Un deuxième outil peut être d’examiner de manière critique les faits à l’origine de la peur. Souvent, la perception de ces faits est confuse, incorrecte et incomplète; des liens erronés sont établis et des conclusions fausses sont tirées, d’où leur effet anxiogène. L’expérience que nous venons de décrire est peu-être l’occasion idéale d’apporter plus d’objectivité et de calme.
Le troisième conseil est le plus important et le plus fondamental. La force de la peur réside avant tout dans la conviction qu’elle est justifiée. On pense honnêtement qu’on a raison de se sentir angoissé. Les arguments avancés prouvent qu’on n’a pas d’autre choix que d’avoir peur. C’est exactement là que se situe la tromperie de la peur. Souvent, il est exact que ce dont on a peur peut effectivement se produire. Seulement, il ne faut pas en avoir peur.
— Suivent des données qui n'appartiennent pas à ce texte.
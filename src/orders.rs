// src/orders.rs

use actix_web::{web, HttpResponse};
use chrono::{DateTime, Utc};
use mongodb::bson::{doc, to_bson, Bson, Document};
use mongodb::options::ReturnDocument;
use serde::Deserialize;
use serde_json::json;

use crate::app_state::AppState;
use crate::auth::{ensure_active, AuthUser};
use crate::customers::profile_for_user;
use crate::db::{self, ListQuery, MongoDB};
use crate::error::{ApiError, ApiResult};
use crate::models::{
    new_id, Order, OrderStatus, PaymentMethod, PaymentStatus, Role, Staff, StatusChange,
};
use crate::notify;
use crate::staff::{available_filter, parse_status, staff_for_user};

#[derive(Debug, Deserialize)]
pub struct CreateOrderRequest {
    pub quantity: i64,
    pub delivery_address: Option<String>,
    pub notes: Option<String>,
    pub scheduled_for: Option<DateTime<Utc>>,
    pub payment_method: Option<PaymentMethod>,
}

impl CreateOrderRequest {
    /// Returns the quantity as a `u32` once it is within `1..=max`.
    pub fn validate(&self, max: u32) -> ApiResult<u32> {
        if self.quantity < 1 {
            return Err(ApiError::bad_request("Quantity must be at least 1"));
        }
        if self.quantity > max as i64 {
            return Err(ApiError::bad_request(format!(
                "Quantity cannot exceed {} cans per order",
                max
            )));
        }
        if let Some(when) = self.scheduled_for {
            if when < Utc::now() {
                return Err(ApiError::bad_request("Scheduled time is in the past"));
            }
        }
        Ok(self.quantity as u32)
    }
}

#[derive(Debug, Deserialize)]
pub struct UpdateStatusRequest {
    pub status: String,
}

/// Restricts an order query to what the caller may see.
pub fn scope_filter(auth: &AuthUser, staff_id: Option<&str>) -> Document {
    match (auth.role, staff_id) {
        (Role::Customer, _) => doc! { "customer_id": &auth.user_id },
        (Role::Staff, Some(staff_id)) => doc! {
            "$or": [
                available_filter(staff_id),
                { "assigned_staff_id": staff_id },
            ]
        },
        // A staff user without a staff record sees nothing.
        (Role::Staff, None) => doc! { "_id": Bson::Null },
        (Role::Admin, _) => doc! {},
    }
}

pub fn can_view(auth: &AuthUser, order: &Order, staff_id: Option<&str>) -> bool {
    match auth.role {
        Role::Admin => true,
        Role::Customer => order.customer_id == auth.user_id,
        Role::Staff => match staff_id {
            Some(id) => order.is_assigned_to(id) || order.status == OrderStatus::Pending,
            None => false,
        },
    }
}

pub async fn load_order(db: &MongoDB, order_id: &str) -> ApiResult<Order> {
    db.orders()
        .find_one(doc! { "_id": order_id })
        .await?
        .ok_or_else(|| ApiError::not_found("Order not found"))
}

/// Matches `order_id` only while `staff_id` may still take it. Staff cannot
/// take an order they turned down; an admin assignment overrides that.
pub fn acceptable_filter(order_id: &str, staff_id: &str, by_admin: bool) -> Document {
    let mut filter = doc! {
        "_id": order_id,
        "status": OrderStatus::Pending.as_str(),
        "assigned_staff_id": Bson::Null,
    };
    if !by_admin {
        filter.insert("rejected_by", doc! { "$ne": staff_id });
    }
    filter
}

/// Why the conditional accept matched nothing, judged from the order as it
/// is now.
pub fn accept_conflict(order: &Order, staff_id: &str, by_admin: bool) -> ApiError {
    if order.assigned_staff_id.is_some() {
        ApiError::bad_request("Order already accepted")
    } else if order.status != OrderStatus::Pending {
        ApiError::bad_request(format!("Order is {} and cannot be accepted", order.status))
    } else if !by_admin && order.rejected_by.iter().any(|id| id == staff_id) {
        ApiError::bad_request("You already rejected this order")
    } else {
        ApiError::Conflict("Order was modified concurrently, please retry".to_string())
    }
}

pub fn ensure_can_accept(staff: &Staff) -> ApiResult<()> {
    if staff.is_online {
        Ok(())
    } else {
        Err(ApiError::bad_request("Go online before accepting orders"))
    }
}

/// Assigns `staff` to a pending, unassigned order in one conditional update.
/// Of two racing callers exactly one gets the order back.
pub async fn accept_as(db: &MongoDB, order_id: &str, staff: &Staff, actor: &AuthUser) -> ApiResult<Order> {
    let now = Utc::now();
    let change = StatusChange {
        status: OrderStatus::Accepted,
        changed_by: actor.user_id.clone(),
        changed_at: now,
    };

    let filter = acceptable_filter(order_id, &staff.id, actor.is_admin());
    let update = doc! {
        "$set": {
            "status": OrderStatus::Accepted.as_str(),
            "assigned_staff_id": &staff.id,
            "accepted_at": db::bson_time(now),
            "updated_at": db::bson_time(now),
        },
        "$push": { "status_history": to_bson(&change)? },
    };

    match db
        .orders()
        .find_one_and_update(filter, update)
        .return_document(ReturnDocument::After)
        .await?
    {
        Some(order) => Ok(order),
        None => {
            let existing = load_order(db, order_id).await?;
            Err(accept_conflict(&existing, &staff.id, actor.is_admin()))
        }
    }
}

/// Moves `order` to `next` if the transition table allows it and nobody else
/// changed the status in the meantime.
pub async fn transition(db: &MongoDB, order: &Order, next: OrderStatus, actor_id: &str) -> ApiResult<Order> {
    if next == OrderStatus::Accepted {
        return Err(ApiError::bad_request("Use the accept endpoint to accept an order"));
    }
    if order.status.is_terminal() {
        return Err(ApiError::bad_request(format!("Order is already {}", order.status)));
    }
    if !order.status.can_transition_to(next) {
        return Err(ApiError::bad_request(format!(
            "Cannot move order from {} to {}",
            order.status, next
        )));
    }

    let now = Utc::now();
    let change = StatusChange { status: next, changed_by: actor_id.to_string(), changed_at: now };
    let mut set = doc! { "status": next.as_str(), "updated_at": db::bson_time(now) };
    if next == OrderStatus::Delivered {
        set.insert("delivered_at", db::bson_time(now));
    }

    db.orders()
        .find_one_and_update(
            doc! { "_id": &order.id, "status": order.status.as_str() },
            doc! { "$set": set, "$push": { "status_history": to_bson(&change)? } },
        )
        .return_document(ReturnDocument::After)
        .await?
        .ok_or_else(|| ApiError::Conflict("Order was modified concurrently, please retry".to_string()))
}

async fn caller_staff_id(db: &MongoDB, auth: &AuthUser) -> ApiResult<Option<String>> {
    if auth.role != Role::Staff {
        return Ok(None);
    }
    Ok(db
        .staff()
        .find_one(doc! { "user_id": &auth.user_id })
        .await?
        .map(|s| s.id))
}

// POST /api/orders
pub async fn create_order(
    auth: AuthUser,
    data: web::Data<AppState>,
    payload: web::Json<CreateOrderRequest>,
) -> ApiResult<HttpResponse> {
    auth.require(&[Role::Customer])?;
    let quantity = payload.validate(data.config.max_cans_per_order)?;
    ensure_active(&data.mongodb, &auth).await?;

    let profile = profile_for_user(&data.mongodb, &auth.user_id).await?;
    let delivery_address = payload
        .delivery_address
        .as_deref()
        .or(profile.address.as_deref())
        .map(str::trim)
        .filter(|a| !a.is_empty())
        .ok_or_else(|| ApiError::bad_request("Delivery address is required"))?
        .to_string();

    let now = Utc::now();
    let unit_price = data.config.can_unit_price;
    let order = Order {
        id: new_id(),
        customer_id: auth.user_id.clone(),
        customer_profile_id: profile.id.clone(),
        assigned_staff_id: None,
        quantity,
        unit_price,
        total_amount: unit_price * quantity as f64,
        delivery_address,
        notes: payload.notes.clone(),
        scheduled_for: payload.scheduled_for,
        payment_method: payload.payment_method.unwrap_or_default(),
        payment_status: PaymentStatus::Pending,
        status: OrderStatus::Pending,
        rejected_by: Vec::new(),
        status_history: vec![StatusChange {
            status: OrderStatus::Pending,
            changed_by: auth.user_id.clone(),
            changed_at: now,
        }],
        accepted_at: None,
        delivered_at: None,
        created_at: now,
        updated_at: now,
    };

    data.mongodb.orders().insert_one(&order).await?;
    notify::order_created(&data, &order).await;
    Ok(HttpResponse::Created().json(order))
}

// GET /api/orders
pub async fn list_orders(
    auth: AuthUser,
    data: web::Data<AppState>,
    query: web::Query<ListQuery>,
) -> ApiResult<HttpResponse> {
    let status = parse_status(query.status.as_deref())?;
    let staff_id = caller_staff_id(&data.mongodb, &auth).await?;

    let mut filter = scope_filter(&auth, staff_id.as_deref());
    if let Some(status) = status {
        filter.insert("status", status.as_str());
    }

    let page = query.pagination();
    let orders = db::find_page(&data.mongodb.orders(), filter, &page).await?;
    Ok(HttpResponse::Ok().json(json!({
        "orders": orders,
        "page": page.page.unwrap_or(1).max(1),
        "limit": page.limit(),
    })))
}

// GET /api/orders/{id}
pub async fn get_order(
    auth: AuthUser,
    data: web::Data<AppState>,
    path: web::Path<String>,
) -> ApiResult<HttpResponse> {
    let order = load_order(&data.mongodb, &path).await?;
    let staff_id = caller_staff_id(&data.mongodb, &auth).await?;
    if !can_view(&auth, &order, staff_id.as_deref()) {
        return Err(ApiError::forbidden("You cannot view this order"));
    }
    Ok(HttpResponse::Ok().json(order))
}

// PUT /api/orders/{id}/accept
pub async fn accept_order(
    auth: AuthUser,
    data: web::Data<AppState>,
    path: web::Path<String>,
) -> ApiResult<HttpResponse> {
    auth.require(&[Role::Staff])?;
    ensure_active(&data.mongodb, &auth).await?;
    let staff = staff_for_user(&data.mongodb, &auth.user_id).await?;
    ensure_can_accept(&staff)?;

    let order = accept_as(&data.mongodb, &path, &staff, &auth).await?;
    notify::order_accepted(&data, &order, &staff).await;
    Ok(HttpResponse::Ok().json(order))
}

// PUT /api/orders/{id}/reject
pub async fn reject_order(
    auth: AuthUser,
    data: web::Data<AppState>,
    path: web::Path<String>,
) -> ApiResult<HttpResponse> {
    auth.require(&[Role::Staff])?;
    ensure_active(&data.mongodb, &auth).await?;
    let staff = staff_for_user(&data.mongodb, &auth.user_id).await?;

    let order = data
        .mongodb
        .orders()
        .find_one_and_update(
            doc! { "_id": path.as_str(), "status": OrderStatus::Pending.as_str() },
            doc! {
                "$addToSet": { "rejected_by": &staff.id },
                "$set": { "updated_at": db::now_bson() },
            },
        )
        .return_document(ReturnDocument::After)
        .await?;

    let order = match order {
        Some(order) => order,
        None => {
            let existing = load_order(&data.mongodb, &path).await?;
            return Err(ApiError::bad_request(format!(
                "Order is {} and can no longer be rejected",
                existing.status
            )));
        }
    };

    notify::order_rejected(&data, &order, &staff.id);
    Ok(HttpResponse::Ok().json(order))
}

async fn change_status(
    auth: &AuthUser,
    data: &AppState,
    order_id: &str,
    next: OrderStatus,
) -> ApiResult<Order> {
    if !next.settable_by(auth.role) {
        return Err(ApiError::forbidden(format!(
            "Role {} cannot set status {}",
            auth.role, next
        )));
    }

    ensure_active(&data.mongodb, auth).await?;
    let order = load_order(&data.mongodb, order_id).await?;
    match auth.role {
        Role::Customer => {
            if order.customer_id != auth.user_id {
                return Err(ApiError::forbidden("Not your order"));
            }
        }
        Role::Staff => {
            let staff = staff_for_user(&data.mongodb, &auth.user_id).await?;
            if !order.is_assigned_to(&staff.id) {
                return Err(ApiError::forbidden("Order is not assigned to you"));
            }
        }
        Role::Admin => {}
    }

    let updated = transition(&data.mongodb, &order, next, &auth.user_id).await?;
    notify::order_status_updated(data, &updated).await;
    Ok(updated)
}

// PUT /api/orders/{id}/status
pub async fn update_order_status(
    auth: AuthUser,
    data: web::Data<AppState>,
    path: web::Path<String>,
    payload: web::Json<UpdateStatusRequest>,
) -> ApiResult<HttpResponse> {
    let next = payload.status.parse::<OrderStatus>().map_err(ApiError::BadRequest)?;
    let order = change_status(&auth, &data, &path, next).await?;
    Ok(HttpResponse::Ok().json(order))
}

// PUT /api/orders/{id}/cancel
pub async fn cancel_order(
    auth: AuthUser,
    data: web::Data<AppState>,
    path: web::Path<String>,
) -> ApiResult<HttpResponse> {
    auth.require(&[Role::Customer])?;
    let order = change_status(&auth, &data, &path, OrderStatus::Cancelled).await?;
    Ok(HttpResponse::Ok().json(order))
}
On peut faire face aux problèmes. C’est bien ce qu’on fait du matin au soir.
Un quatrième point d’attention concerne le fait que la peur est souvent liée a des problèmes, imaginés ou non, qui se situent dans un futur vague. La conséquence sournoise de cette anxiété vis-à-vis d’un futur qui n’existe pas encore est d’empêcher de vivre pleinement dans le présent, qui lui, existe bel et bien.
La peur est mauvaise conseillère. Le chemin vers une vie plus riche et plus abondante est indiqué par la confiance et l’espérance, et non par la peur. Ce n’est pas pour rien que Jésus ne cesse de dire: N’aie pas peur (Mc 6, 50) …
Nikolaas Sintobin, Apprendre à discerner / extraits (Fidélité, 2020)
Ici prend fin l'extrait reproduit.